> _Exercise objective_: Every line that holds the word "BOUNDS" needs to be copied from the data below.

(Beginning of Stored data)

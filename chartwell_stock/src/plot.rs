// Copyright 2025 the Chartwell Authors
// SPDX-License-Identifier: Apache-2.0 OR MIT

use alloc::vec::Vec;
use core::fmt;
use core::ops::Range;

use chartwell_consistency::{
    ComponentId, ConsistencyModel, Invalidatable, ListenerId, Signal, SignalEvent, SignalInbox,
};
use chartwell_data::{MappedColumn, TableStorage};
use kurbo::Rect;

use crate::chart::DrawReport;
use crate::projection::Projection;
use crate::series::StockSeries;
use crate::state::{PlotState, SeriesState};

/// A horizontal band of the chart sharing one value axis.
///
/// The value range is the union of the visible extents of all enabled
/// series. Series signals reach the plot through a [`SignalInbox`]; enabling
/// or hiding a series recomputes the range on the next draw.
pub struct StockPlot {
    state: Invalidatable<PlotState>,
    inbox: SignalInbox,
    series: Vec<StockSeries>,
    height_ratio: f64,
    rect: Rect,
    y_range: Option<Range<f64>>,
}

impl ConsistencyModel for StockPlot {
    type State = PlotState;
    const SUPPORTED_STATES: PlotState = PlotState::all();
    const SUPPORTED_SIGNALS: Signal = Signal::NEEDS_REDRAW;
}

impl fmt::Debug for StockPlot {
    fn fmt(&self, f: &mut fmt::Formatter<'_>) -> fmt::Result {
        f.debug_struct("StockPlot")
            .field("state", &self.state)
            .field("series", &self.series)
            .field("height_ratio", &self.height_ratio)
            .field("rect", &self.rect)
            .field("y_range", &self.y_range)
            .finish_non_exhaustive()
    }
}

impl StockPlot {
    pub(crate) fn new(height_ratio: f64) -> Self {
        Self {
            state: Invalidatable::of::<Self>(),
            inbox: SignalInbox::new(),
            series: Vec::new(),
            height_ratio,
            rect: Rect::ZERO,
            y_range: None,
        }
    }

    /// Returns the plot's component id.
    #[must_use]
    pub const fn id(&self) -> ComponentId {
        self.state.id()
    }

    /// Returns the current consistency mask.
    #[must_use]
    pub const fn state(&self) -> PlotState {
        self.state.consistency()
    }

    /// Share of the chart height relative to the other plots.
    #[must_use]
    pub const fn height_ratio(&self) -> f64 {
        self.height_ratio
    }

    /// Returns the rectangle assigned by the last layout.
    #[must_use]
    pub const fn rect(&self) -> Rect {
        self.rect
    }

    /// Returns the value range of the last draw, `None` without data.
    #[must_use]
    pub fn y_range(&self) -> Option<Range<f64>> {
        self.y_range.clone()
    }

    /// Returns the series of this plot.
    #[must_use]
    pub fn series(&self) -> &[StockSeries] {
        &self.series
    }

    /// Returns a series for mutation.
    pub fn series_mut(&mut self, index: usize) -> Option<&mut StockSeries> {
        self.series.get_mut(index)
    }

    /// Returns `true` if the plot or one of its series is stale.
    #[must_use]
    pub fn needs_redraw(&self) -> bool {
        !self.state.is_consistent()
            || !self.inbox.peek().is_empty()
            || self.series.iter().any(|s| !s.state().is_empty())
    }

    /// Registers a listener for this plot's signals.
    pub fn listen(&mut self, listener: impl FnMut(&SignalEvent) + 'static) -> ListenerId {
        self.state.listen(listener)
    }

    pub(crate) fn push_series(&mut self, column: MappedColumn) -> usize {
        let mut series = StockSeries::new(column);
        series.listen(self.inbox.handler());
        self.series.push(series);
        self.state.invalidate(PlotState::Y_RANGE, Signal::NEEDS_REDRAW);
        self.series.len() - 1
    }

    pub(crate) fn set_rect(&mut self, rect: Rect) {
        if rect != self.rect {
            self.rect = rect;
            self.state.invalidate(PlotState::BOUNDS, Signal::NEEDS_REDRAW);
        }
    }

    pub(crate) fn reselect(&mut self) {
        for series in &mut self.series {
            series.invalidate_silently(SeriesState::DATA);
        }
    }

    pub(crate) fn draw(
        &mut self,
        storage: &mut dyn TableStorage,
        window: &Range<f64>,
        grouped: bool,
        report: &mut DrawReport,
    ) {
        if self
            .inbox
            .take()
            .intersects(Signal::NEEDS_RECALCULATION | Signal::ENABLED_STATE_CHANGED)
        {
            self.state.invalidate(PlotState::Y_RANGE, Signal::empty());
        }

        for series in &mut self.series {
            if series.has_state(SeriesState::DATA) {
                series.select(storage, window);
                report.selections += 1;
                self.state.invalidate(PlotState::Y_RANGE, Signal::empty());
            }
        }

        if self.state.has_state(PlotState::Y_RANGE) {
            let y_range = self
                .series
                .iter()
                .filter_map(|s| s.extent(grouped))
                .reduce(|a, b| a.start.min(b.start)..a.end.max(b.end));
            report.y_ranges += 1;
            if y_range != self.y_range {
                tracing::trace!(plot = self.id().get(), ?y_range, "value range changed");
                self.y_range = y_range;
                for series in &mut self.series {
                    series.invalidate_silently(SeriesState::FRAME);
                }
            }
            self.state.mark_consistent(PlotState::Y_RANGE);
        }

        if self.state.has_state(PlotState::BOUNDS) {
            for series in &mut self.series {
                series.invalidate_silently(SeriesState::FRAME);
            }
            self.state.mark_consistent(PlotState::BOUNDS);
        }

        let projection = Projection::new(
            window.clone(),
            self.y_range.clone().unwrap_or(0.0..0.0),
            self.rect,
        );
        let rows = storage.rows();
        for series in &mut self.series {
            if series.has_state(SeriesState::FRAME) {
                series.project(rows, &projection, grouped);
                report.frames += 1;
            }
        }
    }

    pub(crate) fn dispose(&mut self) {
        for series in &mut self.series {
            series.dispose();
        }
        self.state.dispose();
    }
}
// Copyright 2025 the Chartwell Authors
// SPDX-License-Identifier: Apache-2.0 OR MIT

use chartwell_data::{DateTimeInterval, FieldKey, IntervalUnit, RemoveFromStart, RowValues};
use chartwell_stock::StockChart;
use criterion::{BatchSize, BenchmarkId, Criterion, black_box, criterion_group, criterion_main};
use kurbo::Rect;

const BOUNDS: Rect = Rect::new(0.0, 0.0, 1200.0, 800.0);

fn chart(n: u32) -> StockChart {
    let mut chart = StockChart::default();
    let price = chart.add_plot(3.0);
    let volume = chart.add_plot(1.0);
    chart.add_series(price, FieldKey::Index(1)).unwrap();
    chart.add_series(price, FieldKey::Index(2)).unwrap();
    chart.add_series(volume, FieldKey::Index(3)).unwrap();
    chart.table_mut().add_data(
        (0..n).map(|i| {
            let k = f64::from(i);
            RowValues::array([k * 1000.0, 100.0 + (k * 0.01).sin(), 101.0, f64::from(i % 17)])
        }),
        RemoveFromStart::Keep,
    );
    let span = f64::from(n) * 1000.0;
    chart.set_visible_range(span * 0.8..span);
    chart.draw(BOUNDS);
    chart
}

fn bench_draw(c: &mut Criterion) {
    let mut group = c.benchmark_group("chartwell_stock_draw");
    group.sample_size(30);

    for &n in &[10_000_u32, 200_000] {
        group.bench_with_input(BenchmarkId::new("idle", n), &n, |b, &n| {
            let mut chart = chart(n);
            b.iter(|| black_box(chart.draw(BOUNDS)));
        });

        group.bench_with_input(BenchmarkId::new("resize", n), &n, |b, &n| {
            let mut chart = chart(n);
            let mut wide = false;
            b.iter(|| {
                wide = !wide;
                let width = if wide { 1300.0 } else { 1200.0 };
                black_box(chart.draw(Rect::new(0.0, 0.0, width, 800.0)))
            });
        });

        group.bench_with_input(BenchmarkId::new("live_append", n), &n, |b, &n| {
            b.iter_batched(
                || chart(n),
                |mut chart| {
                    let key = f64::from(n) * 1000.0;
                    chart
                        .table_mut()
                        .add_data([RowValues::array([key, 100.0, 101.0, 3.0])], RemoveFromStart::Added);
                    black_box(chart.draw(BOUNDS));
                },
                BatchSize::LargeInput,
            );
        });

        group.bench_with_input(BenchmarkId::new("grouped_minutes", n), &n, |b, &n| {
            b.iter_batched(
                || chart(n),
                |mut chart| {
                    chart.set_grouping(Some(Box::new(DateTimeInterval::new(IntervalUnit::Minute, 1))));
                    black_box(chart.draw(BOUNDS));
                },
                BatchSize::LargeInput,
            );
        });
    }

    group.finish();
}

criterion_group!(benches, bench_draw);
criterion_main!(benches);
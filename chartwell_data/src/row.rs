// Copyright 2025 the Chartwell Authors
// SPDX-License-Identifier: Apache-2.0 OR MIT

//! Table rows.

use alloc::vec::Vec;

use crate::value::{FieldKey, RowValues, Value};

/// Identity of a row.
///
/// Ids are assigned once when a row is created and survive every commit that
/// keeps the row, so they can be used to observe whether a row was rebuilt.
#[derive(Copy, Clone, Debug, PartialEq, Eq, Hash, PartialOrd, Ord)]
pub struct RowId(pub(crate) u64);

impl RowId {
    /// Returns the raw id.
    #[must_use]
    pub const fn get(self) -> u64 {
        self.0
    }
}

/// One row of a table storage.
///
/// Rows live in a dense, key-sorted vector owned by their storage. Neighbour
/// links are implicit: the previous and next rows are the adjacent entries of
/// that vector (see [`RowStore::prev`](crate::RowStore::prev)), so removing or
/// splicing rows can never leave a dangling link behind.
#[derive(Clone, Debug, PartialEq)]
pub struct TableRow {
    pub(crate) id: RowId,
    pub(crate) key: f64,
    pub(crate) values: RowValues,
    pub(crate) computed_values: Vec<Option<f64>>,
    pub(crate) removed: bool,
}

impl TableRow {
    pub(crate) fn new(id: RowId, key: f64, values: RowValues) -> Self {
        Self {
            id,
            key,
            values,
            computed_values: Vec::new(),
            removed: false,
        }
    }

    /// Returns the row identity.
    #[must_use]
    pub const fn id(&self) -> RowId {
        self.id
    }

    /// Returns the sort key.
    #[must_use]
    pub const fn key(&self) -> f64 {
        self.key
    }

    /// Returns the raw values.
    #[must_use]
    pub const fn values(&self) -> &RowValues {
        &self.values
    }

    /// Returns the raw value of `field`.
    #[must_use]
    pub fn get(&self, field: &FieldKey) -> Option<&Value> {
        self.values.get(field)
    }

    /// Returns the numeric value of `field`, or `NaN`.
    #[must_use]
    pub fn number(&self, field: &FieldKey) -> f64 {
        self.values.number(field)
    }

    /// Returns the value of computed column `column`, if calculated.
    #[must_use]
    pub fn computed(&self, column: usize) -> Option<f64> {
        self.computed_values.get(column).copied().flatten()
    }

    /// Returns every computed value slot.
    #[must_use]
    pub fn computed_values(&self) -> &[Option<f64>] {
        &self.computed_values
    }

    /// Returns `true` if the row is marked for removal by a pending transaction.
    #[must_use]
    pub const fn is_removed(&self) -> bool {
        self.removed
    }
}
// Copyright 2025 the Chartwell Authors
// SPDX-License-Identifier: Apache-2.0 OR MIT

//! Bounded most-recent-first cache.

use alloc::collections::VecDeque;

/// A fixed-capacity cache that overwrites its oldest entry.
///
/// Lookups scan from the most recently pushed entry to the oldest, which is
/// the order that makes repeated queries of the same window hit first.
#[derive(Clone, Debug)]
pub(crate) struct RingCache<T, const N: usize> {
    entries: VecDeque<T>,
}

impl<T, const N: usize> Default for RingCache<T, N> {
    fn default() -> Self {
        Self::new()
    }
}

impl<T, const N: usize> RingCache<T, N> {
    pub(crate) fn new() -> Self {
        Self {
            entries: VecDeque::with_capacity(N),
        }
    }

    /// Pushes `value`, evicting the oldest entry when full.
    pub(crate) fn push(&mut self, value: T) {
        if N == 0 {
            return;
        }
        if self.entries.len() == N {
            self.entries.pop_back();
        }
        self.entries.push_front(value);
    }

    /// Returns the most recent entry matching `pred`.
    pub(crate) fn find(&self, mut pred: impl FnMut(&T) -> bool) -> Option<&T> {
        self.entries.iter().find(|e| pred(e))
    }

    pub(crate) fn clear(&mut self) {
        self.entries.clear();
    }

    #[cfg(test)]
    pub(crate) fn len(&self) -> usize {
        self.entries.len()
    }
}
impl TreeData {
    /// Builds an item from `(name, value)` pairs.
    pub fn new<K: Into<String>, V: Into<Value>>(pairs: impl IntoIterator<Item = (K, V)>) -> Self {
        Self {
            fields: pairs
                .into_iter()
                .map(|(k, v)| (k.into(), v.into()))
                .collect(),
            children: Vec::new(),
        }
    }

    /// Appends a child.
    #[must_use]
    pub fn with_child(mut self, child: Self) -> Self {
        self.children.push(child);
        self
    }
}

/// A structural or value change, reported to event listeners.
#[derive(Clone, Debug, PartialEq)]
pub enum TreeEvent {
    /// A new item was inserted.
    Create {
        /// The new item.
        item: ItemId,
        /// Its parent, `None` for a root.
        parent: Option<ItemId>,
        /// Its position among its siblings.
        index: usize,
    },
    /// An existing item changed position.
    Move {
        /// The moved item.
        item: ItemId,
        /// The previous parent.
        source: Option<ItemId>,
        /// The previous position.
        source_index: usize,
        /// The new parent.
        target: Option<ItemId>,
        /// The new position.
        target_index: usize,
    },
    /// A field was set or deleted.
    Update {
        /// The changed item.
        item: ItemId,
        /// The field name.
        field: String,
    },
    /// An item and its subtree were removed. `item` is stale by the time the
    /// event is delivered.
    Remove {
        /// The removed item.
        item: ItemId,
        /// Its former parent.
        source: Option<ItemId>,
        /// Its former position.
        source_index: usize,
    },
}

(End of Stored data)

> _Completed exercise_:
            self.state.invalidate(PlotState::BOUNDS, Signal::NEEDS_REDRAW);
        if self.state.has_state(PlotState::BOUNDS) {
            self.state.mark_consistent(PlotState::BOUNDS);
const BOUNDS: Rect = Rect::new(0.0, 0.0, 1200.0, 800.0);
    chart.draw(BOUNDS);
            b.iter(|| black_box(chart.draw(BOUNDS)));
                    black_box(chart.draw(BOUNDS));
                    black_box(chart.draw(BOUNDS));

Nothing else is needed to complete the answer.